WHAT TO WORK ON — The span to repeat in the listing below runs from the line containing "for log output." to the line containing "pub fn initialize(destination: LogDestination, level: &str)", inclusive. Repeat it exactly, and only it.

INPUT FOR THIS TASK —
Start of Block

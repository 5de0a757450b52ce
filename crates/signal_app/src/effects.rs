use std::sync::Arc;
use std::time::Duration;

use feed_logging::{feed_error, feed_info, feed_warn};
use signal_core::{update, DashboardState, Effect, Msg, Notice};
use signal_source::{SavedSignalStore, SignalSource, SourceEvent, SourceHandle};

/// Executes effects produced by `update` and turns source events back into messages.
pub struct EffectRunner {
    source: SourceHandle,
    saved: Arc<dyn SavedSignalStore>,
    notices: Vec<Notice>,
}

impl EffectRunner {
    pub fn new(
        source: Arc<dyn SignalSource>,
        saved: Arc<dyn SavedSignalStore>,
    ) -> std::io::Result<Self> {
        Ok(Self {
            source: SourceHandle::new(source)?,
            saved,
            notices: Vec::new(),
        })
    }

    /// Applies a message and runs whatever it asks for.
    pub fn dispatch(&mut self, state: DashboardState, msg: Msg) -> DashboardState {
        let (state, effects) = update(state, msg);
        self.run(effects);
        state
    }

    pub fn run(&mut self, effects: Vec<Effect>) {
        for effect in effects {
            match effect {
                Effect::FetchSignals { request_id } => self.source.request(request_id),
                Effect::Notify(notice) => {
                    feed_info!("Notice {:?}: {}", notice.level, notice.message);
                    self.notices.push(notice);
                }
                Effect::PersistSaved { ids } => {
                    if let Err(err) = self.saved.save(&ids) {
                        feed_error!("Failed to persist {} saved signal(s): {}", ids.len(), err);
                    }
                }
                Effect::DataQualityWarning { duplicate_ids } => {
                    feed_warn!(
                        "Signal collection contains duplicated ids {:?}; lookups use the last record",
                        duplicate_ids
                    );
                }
            }
        }
    }

    /// Restores saved ids through the persistence hook.
    pub fn restore_saved(&mut self, state: DashboardState) -> DashboardState {
        match self.saved.load() {
            Ok(ids) if ids.is_empty() => state,
            Ok(ids) => self.dispatch(state, Msg::SavedRestored(ids)),
            Err(err) => {
                feed_warn!("Ignoring unreadable saved signals: {}", err);
                state
            }
        }
    }

    /// Waits for source results until the latest request has settled.
    pub fn await_load(&mut self, mut state: DashboardState, timeout: Duration) -> DashboardState {
        while state.is_loading() {
            let Some(event) = self.source.recv_timeout(timeout) else {
                feed_warn!("Timed out after {:?} waiting for signals", timeout);
                break;
            };
            state = self.dispatch(state, source_msg(event));
        }
        state
    }

    pub fn take_notices(&mut self) -> Vec<Notice> {
        std::mem::take(&mut self.notices)
    }
}

fn source_msg(event: SourceEvent) -> Msg {
    match event {
        SourceEvent::Loaded {
            request_id,
            result: Ok(records),
        } => Msg::SignalsLoaded {
            request_id,
            records,
        },
        SourceEvent::Loaded {
            request_id,
            result: Err(err),
        } => Msg::SignalsLoadFailed {
            request_id,
            message: err.to_string(),
        },
    }
}
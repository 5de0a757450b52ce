//! Signal source: loading signal collections and persisting saved ids.
mod engine;
mod fetch;
mod fixture;
mod persist;
pub mod rows;
mod saved_store;
mod types;

pub use engine::SourceHandle;
pub use fetch::{FetchSettings, RestSignalFetcher, SignalSource};
pub use fixture::{load_fixture, parse_fixture, FixtureError, FixtureSource};
pub use persist::{ensure_parent_dir, write_atomically, PersistError};
pub use rows::{normalize_row, normalize_rows, SignalRow};
pub use saved_store::{InMemorySavedStore, RonSavedStore, SavedSignalStore};
pub use types::{FailureKind, FetchError, RequestId, SourceEvent};
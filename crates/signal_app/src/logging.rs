//! Logger installation for the dashboard binary.
//!
//! Terminal output goes to stderr so it never mixes with rendered views.

use std::fs::File;
use std::path::PathBuf;
use std::str::FromStr;

use log::LevelFilter;
use serde::Deserialize;
use simplelog::{
    ColorChoice, CombinedLogger, Config, ConfigBuilder, SharedLogger, TermLogger, TerminalMode,
    WriteLogger,
};

const LOG_FILE: &str = "./dashboard.log";

/// Destination for log output.
#[derive(Debug, Clone, Copy, PartialEq, Eq, Deserialize)]
pub enum LogDestination {
    /// Write to ./dashboard.log in the current directory.
    File,
    /// Write to the terminal (stderr).
    Terminal,
    /// Write to both file and terminal.
    Both,
    Off,
}

/// Installs the global logger. `level` falls back to `warn` when unparsable.
pub fn initialize(destination: LogDestination, level: &str) {
    let level = LevelFilter::from_str(level).unwrap_or(LevelFilter::Warn);
    let config = build_config();

    let loggers: Vec<Box<dyn SharedLogger>> = match destination {
        LogDestination::Off => return,
        LogDestination::File => match create_file_logger(level, config) {
            Some(file_logger) => vec![file_logger],
            None => return,
        },
        LogDestination::Terminal => vec![term_logger(level, config)],
        LogDestination::Both => {
            let mut loggers = vec![term_logger(level, config.clone())];
            if let Some(file_logger) = create_file_logger(level, config) {
                loggers.push(file_logger);
            }
            loggers
        }
    };

    let _ = CombinedLogger::init(loggers);
}

fn build_config() -> Config {
    ConfigBuilder::new()
        .set_time_format_rfc3339()
        .set_target_level(LevelFilter::Error)
        .build()
}

fn term_logger(level: LevelFilter, config: Config) -> Box<dyn SharedLogger> {
    TermLogger::new(level, config, TerminalMode::Stderr, ColorChoice::Auto)
}

fn create_file_logger(level: LevelFilter, config: Config) -> Option<Box<dyn SharedLogger>> {
    let log_path = PathBuf::from(LOG_FILE);
    match File::create(&log_path) {
        Ok(file) => Some(WriteLogger::new(level, config, file)),
        Err(err) => {
            eprintln!("Warning: Could not create log file at {:?}: {}", log_path, err);
            None
        }
    }
}
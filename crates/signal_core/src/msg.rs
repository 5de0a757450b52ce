use crate::{CategoryToggle, RequestId, Signal, SignalId, ViewFilter};

#[derive(Debug, Clone, PartialEq)]
pub enum Msg {
    /// User edited the search box.
    SearchChanged(String),
    /// User clicked a view in the sidebar. Clicking the active view clears it.
    ViewFilterChanged(ViewFilter),
    /// User toggled a category in the sidebar.
    CategoryToggled(CategoryToggle),
    /// User clicked "Clear filters" on the empty state.
    ClearFilters,
    /// User opened a signal in the detail panel.
    SignalSelected(SignalId),
    /// User clicked the bookmark button.
    SaveToggled(SignalId),
    /// Saved ids restored from the persistence hook.
    SavedRestored(Vec<SignalId>),
    /// Ask the source collaborator for a fresh collection.
    RefreshRequested,
    /// Source collaborator delivered a collection.
    SignalsLoaded {
        request_id: RequestId,
        records: Vec<Signal>,
    },
    /// Source collaborator failed; the current collection stays.
    SignalsLoadFailed {
        request_id: RequestId,
        message: String,
    },
    /// Render tick.
    Tick,
    NoOp,
}
//! Character and number counts over a prepared document
//!
//! Letters and digits are counted in the ASCII range only. Numbers are counted after
//! separators between digits are removed (`1,000.50` becomes one number) and the
//! remaining ASCII punctuation is turned into spaces.

use once_cell::sync::Lazy;
use regex::Regex;

static NUMBER_REGEX: Lazy<Regex> =
    Lazy::new(|| Regex::new(r"\b[-+(]?[$€£]?[-+(]?\d+\)?\b").unwrap());

/// Count of `A`-`Z` characters
pub fn count_alphabetic(text: &str) -> u64 {
    text.bytes().filter(u8::is_ascii_uppercase).count() as u64
}

/// Count of `0`-`9` characters
pub fn count_digits(text: &str) -> u64 {
    text.bytes().filter(u8::is_ascii_digit).count() as u64
}

/// Count of number tokens
pub fn count_numbers(text: &str) -> u64 {
    let cleaned = blank_punctuation(&strip_digit_separators(text));
    NUMBER_REGEX.find_iter(&cleaned).count() as u64
}

/// Remove `.` and `,` wherever both neighbours are ASCII digits
pub fn strip_digit_separators(text: &str) -> String {
    let mut out = String::with_capacity(text.len());
    let mut previous: Option<char> = None;
    let mut chars = text.chars().peekable();

    while let Some(c) = chars.next() {
        let between_digits = matches!(c, '.' | ',')
            && previous.is_some_and(|p| p.is_ascii_digit())
            && chars.peek().is_some_and(char::is_ascii_digit);
        if !between_digits {
            out.push(c);
        }
        previous = Some(c);
    }
    out
}

/// Replace every ASCII punctuation character with a space
pub fn blank_punctuation(text: &str) -> String {
    text.chars()
        .map(|c| if c.is_ascii_punctuation() { ' ' } else { c })
        .collect()
}
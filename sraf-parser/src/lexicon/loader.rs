//! Master Dictionary loader
//!
//! Reads the Loughran-McDonald Master Dictionary CSV. Columns are matched by header
//! name, so extra columns (`Word Count`, `Doc Count`, `Complexity`, `Source`, ...) are
//! ignored. Category columns hold the year a word joined that list: `0` means it
//! never did and a negative year means it was later removed.

use super::{Categories, Category, Lexicon, LexiconBuilder};
use crate::error::LexiconError;
use serde::Deserialize;
use std::fs::File;
use std::io::{BufReader, Read};
use std::path::Path;

#[derive(Debug, Deserialize)]
struct MasterDictionaryRow {
    #[serde(rename = "Word")]
    word: String,
    #[serde(rename = "Seq_num")]
    sequence_number: u64,
    #[serde(rename = "Negative")]
    negative: i64,
    #[serde(rename = "Positive")]
    positive: i64,
    #[serde(rename = "Uncertainty")]
    uncertainty: i64,
    #[serde(rename = "Litigious")]
    litigious: i64,
    #[serde(rename = "Strong_Modal")]
    strong_modal: i64,
    #[serde(rename = "Weak_Modal")]
    weak_modal: i64,
    #[serde(rename = "Constraining")]
    constraining: i64,
    #[serde(rename = "Syllables")]
    syllables: u32,
}

impl MasterDictionaryRow {
    fn categories(&self) -> Categories {
        [
            (Category::Negative, self.negative),
            (Category::Positive, self.positive),
            (Category::Uncertainty, self.uncertainty),
            (Category::Litigious, self.litigious),
            (Category::StrongModal, self.strong_modal),
            (Category::WeakModal, self.weak_modal),
            (Category::Constraining, self.constraining),
        ]
        .into_iter()
        .filter(|(_, year)| *year > 0)
        .map(|(category, _)| category)
        .collect()
    }
}

impl Lexicon {
    /// Load a Master Dictionary CSV from disk
    pub fn from_path<P: AsRef<Path>>(path: P) -> Result<Lexicon, LexiconError> {
        let path = path.as_ref();
        let file = File::open(path)?;
        let lexicon = Lexicon::from_reader(BufReader::new(file))?;
        tracing::info!(
            entries = lexicon.len(),
            path = %path.display(),
            "loaded master dictionary"
        );
        Ok(lexicon)
    }

    /// Load a Master Dictionary CSV from any reader
    pub fn from_reader<R: Read>(reader: R) -> Result<Lexicon, LexiconError> {
        let mut csv_reader = csv::ReaderBuilder::new()
            .trim(csv::Trim::All)
            .from_reader(reader);
        let headers = csv_reader.headers().map_err(from_csv)?.clone();

        let mut builder = LexiconBuilder::new();
        let mut record = csv::StringRecord::new();
        while csv_reader.read_record(&mut record).map_err(from_csv)? {
            let line = record.position().map_or(0, |p| p.line());
            let row: MasterDictionaryRow =
                record
                    .deserialize(Some(&headers))
                    .map_err(|err| LexiconError::MalformedEntry {
                        line,
                        message: err.to_string(),
                    })?;
            builder.insert_at(
                line,
                &row.word,
                row.sequence_number,
                row.categories(),
                row.syllables,
            )?;
        }

        Ok(builder.build())
    }
}

fn from_csv(err: csv::Error) -> LexiconError {
    let line = err.position().map_or(0, |p| p.line());
    let message = err.to_string();
    match err.into_kind() {
        csv::ErrorKind::Io(io) => LexiconError::Io(io),
        _ => LexiconError::MalformedEntry { line, message },
    }
}
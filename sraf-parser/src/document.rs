//! Document sources
//!
//! The scanner never performs I/O. A [`Document`] carries the text together with the
//! identifier and size that open every report row.

use std::fs;
use std::io;
use std::path::Path;

#[derive(Debug, Clone, PartialEq, Eq)]
pub struct Document {
    /// Identifier written to the `file name` column
    pub id: String,
    /// Size in bytes written to the `file size` column
    pub size: u64,
    pub text: String,
}

impl Document {
    /// Build a document from in-memory text; its size is the UTF-8 byte length
    pub fn new(id: impl Into<String>, text: impl Into<String>) -> Self {
        let text = text.into();
        Document {
            id: id.into(),
            size: text.len() as u64,
            text,
        }
    }

    pub fn with_size(mut self, size: u64) -> Self {
        self.size = size;
        self
    }

    /// Read a document from disk
    ///
    /// Invalid UTF-8 is replaced rather than rejected. The size is the byte length on
    /// disk and the identifier is the path as given.
    pub fn from_path<P: AsRef<Path>>(path: P) -> io::Result<Self> {
        let path = path.as_ref();
        let bytes = fs::read(path)?;
        let size = bytes.len() as u64;
        let text = String::from_utf8_lossy(&bytes).into_owned();
        Ok(Document::new(path.display().to_string(), text).with_size(size))
    }
}
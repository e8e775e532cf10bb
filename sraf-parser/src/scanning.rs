//! Lexicon scanning
//!
//! Scanning runs in three steps over a borrowed, read-only lexicon:
//!
//! 1. Prepare: drop the month name "May" (see [`MonthFilter`]) and uppercase the text.
//! 2. Token pass: every word token longer than one character, not purely numeric and
//!    present in the lexicon adds to the word count, the length and syllable totals,
//!    the vocabulary set and each category its entry is flagged with.
//! 3. Character pass: count ASCII letters, ASCII digits and number tokens over the
//!    prepared text.
//!
//! The counters are then frozen into a [`DocumentStatistics`] record. Each call owns
//! its counters, so a [`Scanner`] can be shared freely across threads.

pub mod month;
pub mod numbers;
pub mod tokens;

pub use month::MonthFilter;

use crate::document::Document;
use crate::error::ScanError;
use crate::lexicon::Lexicon;
use crate::statistics::{DocumentStatistics, Tally};
use rayon::prelude::*;
use std::collections::HashSet;

#[derive(Debug, Clone, Copy)]
pub struct Scanner<'a> {
    lexicon: &'a Lexicon,
    month_filter: MonthFilter,
}

impl<'a> Scanner<'a> {
    /// Create a scanner over `lexicon`
    ///
    /// Fails with [`ScanError::MissingLexicon`] if the lexicon has no entries.
    pub fn new(lexicon: &'a Lexicon) -> Result<Self, ScanError> {
        if lexicon.is_empty() {
            return Err(ScanError::MissingLexicon);
        }
        Ok(Scanner {
            lexicon,
            month_filter: MonthFilter::default(),
        })
    }

    pub fn with_month_filter(mut self, month_filter: MonthFilter) -> Self {
        self.month_filter = month_filter;
        self
    }

    pub fn lexicon(&self) -> &'a Lexicon {
        self.lexicon
    }

    pub fn month_filter(&self) -> MonthFilter {
        self.month_filter
    }

    /// Month removal followed by uppercasing
    pub fn prepare(&self, text: &str) -> String {
        self.month_filter.apply(text).to_uppercase()
    }

    /// Collect the raw counters for `text`
    pub fn tally(&self, text: &str) -> Tally {
        let prepared = self.prepare(text);
        let mut tally = Tally::default();
        let mut vocabulary = HashSet::new();

        for word in tokens::words(&prepared) {
            if !tokens::is_candidate(word) {
                continue;
            }
            let Some(entry) = self.lexicon.get(word) else {
                continue;
            };

            tally.word_count += 1;
            tally.total_word_length += word.chars().count() as u64;
            vocabulary.insert(word);
            for category in entry.categories.iter() {
                tally.category_counts[category.index()] += 1;
            }
            tally.total_syllables += u64::from(entry.syllables);
        }

        tally.vocabulary_size = vocabulary.len() as u64;
        tally.alphabetic = numbers::count_alphabetic(&prepared);
        tally.digits = numbers::count_digits(&prepared);
        tally.numbers = numbers::count_numbers(&prepared);
        tally
    }

    pub fn scan(&self, document: &Document) -> DocumentStatistics {
        let tally = self.tally(&document.text);
        DocumentStatistics::from_tally(document.id.as_str(), document.size, &tally)
    }

    /// Scan documents in parallel, keeping input order
    pub fn scan_batch(&self, documents: &[Document]) -> Vec<DocumentStatistics> {
        documents
            .par_iter()
            .map(|document| self.scan(document))
            .collect()
    }
}

/// Scan a single document with the default month filter
pub fn scan(document: &Document, lexicon: &Lexicon) -> Result<DocumentStatistics, ScanError> {
    Ok(Scanner::new(lexicon)?.scan(document))
}

#[cfg(test)]
mod tests {
    use super::*;
    use crate::lexicon::Category;

    fn lexicon() -> Lexicon {
        Lexicon::builder()
            .word("GOOD", &[Category::Positive], 1)
            .unwrap()
            .word("BAD", &[Category::Negative], 1)
            .unwrap()
            .word("MAY", &[Category::Uncertainty, Category::WeakModal], 1)
            .unwrap()
            .word("LITIGATION", &[Category::Litigious], 4)
            .unwrap()
            .word("REVENUE", &[], 3)
            .unwrap()
            .build()
    }

    #[test]
    fn test_empty_lexicon_fails_fast() {
        let empty = Lexicon::default();
        assert_eq!(Scanner::new(&empty).unwrap_err(), ScanError::MissingLexicon);
        assert_eq!(
            scan(&Document::new("d", "GOOD"), &empty).unwrap_err(),
            ScanError::MissingLexicon
        );
    }

    #[test]
    fn test_prepare_strips_month_and_uppercases() {
        let lexicon = lexicon();
        let scanner = Scanner::new(&lexicon).unwrap();
        assert_eq!(scanner.prepare("On May 5 revenue rose"), "ON   5 REVENUE ROSE");
    }

    #[test]
    fn test_matching_is_case_insensitive() {
        let lexicon = lexicon();
        let tally = Scanner::new(&lexicon).unwrap().tally("good Good GOOD");
        assert_eq!(tally.word_count, 3);
        assert_eq!(tally.vocabulary_size, 1);
    }

    #[test]
    fn test_tally_counts_lengths_and_syllables() {
        let lexicon = lexicon();
        let tally = Scanner::new(&lexicon)
            .unwrap()
            .tally("Pending litigation hurt revenue.");
        assert_eq!(tally.word_count, 2);
        assert_eq!(tally.total_word_length, 10 + 7);
        assert_eq!(tally.total_syllables, 4 + 3);
        assert_eq!(tally.category_count(Category::Litigious), 1);
        assert_eq!(tally.category_counts.iter().sum::<u64>(), 1);
    }

    #[test]
    fn test_flagless_words_count_without_categories() {
        let lexicon = lexicon();
        let stats = scan(&Document::new("d", "revenue revenue"), &lexicon).unwrap();
        assert_eq!(stats.word_count, 2);
        for category in Category::ALL {
            assert_eq!(stats.percentage(category), 0.0);
        }
    }

    #[test]
    fn test_month_filter_controls_modal_may() {
        let lexicon = lexicon();
        let text = "Results may vary. Filed May 3.";

        let default = Scanner::new(&lexicon).unwrap().tally(text);
        assert_eq!(default.word_count, 0);

        let exact = Scanner::new(&lexicon)
            .unwrap()
            .with_month_filter(MonthFilter::ExactCase)
            .tally(text);
        assert_eq!(exact.word_count, 1);
        assert_eq!(exact.category_count(Category::Uncertainty), 1);
        assert_eq!(exact.category_count(Category::WeakModal), 1);

        let disabled = Scanner::new(&lexicon)
            .unwrap()
            .with_month_filter(MonthFilter::Disabled)
            .tally(text);
        assert_eq!(disabled.word_count, 2);
    }

    #[test]
    fn test_single_letters_and_numbers_are_skipped() {
        let lexicon = Lexicon::builder()
            .word("A", &[Category::Positive], 1)
            .unwrap()
            .word("10", &[Category::Negative], 1)
            .unwrap()
            .build();
        let tally = Scanner::new(&lexicon).unwrap().tally("a 10 A 10");
        assert_eq!(tally.word_count, 0);
        assert_eq!(tally.digits, 4);
        assert_eq!(tally.numbers, 2);
    }

    #[test]
    fn test_batch_keeps_input_order() {
        let lexicon = lexicon();
        let docs: Vec<_> = (0..32)
            .map(|i| Document::new(format!("doc-{i}"), "good ".repeat(i)))
            .collect();
        let results = Scanner::new(&lexicon).unwrap().scan_batch(&docs);

        assert_eq!(results.len(), 32);
        for (i, stats) in results.iter().enumerate() {
            assert_eq!(stats.source, format!("doc-{i}"));
            assert_eq!(stats.word_count, i as u64);
        }
        assert!(results[0].positive.is_nan());
        assert_eq!(results[5].positive, 100.0);
    }

    #[test]
    fn test_accessors_report_configuration() {
        let lexicon = lexicon();
        let scanner = Scanner::new(&lexicon)
            .unwrap()
            .with_month_filter(MonthFilter::Disabled);
        assert_eq!(scanner.lexicon().len(), 5);
        assert_eq!(scanner.month_filter(), MonthFilter::Disabled);
    }
}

End of Block

SOLUTION TO THIS PROBLEM —
/// Destination for log output.
#[derive(Debug, Clone, Copy, PartialEq, Eq, Deserialize)]
pub enum LogDestination {
    /// Write to ./dashboard.log in the current directory.
    File,
    /// Write to the terminal (stderr).
    Terminal,
    /// Write to both file and terminal.
    Both,
    Off,
}

/// Installs the global logger. `level` falls back to `warn` when unparsable.
pub fn initialize(destination: LogDestination, level: &str) {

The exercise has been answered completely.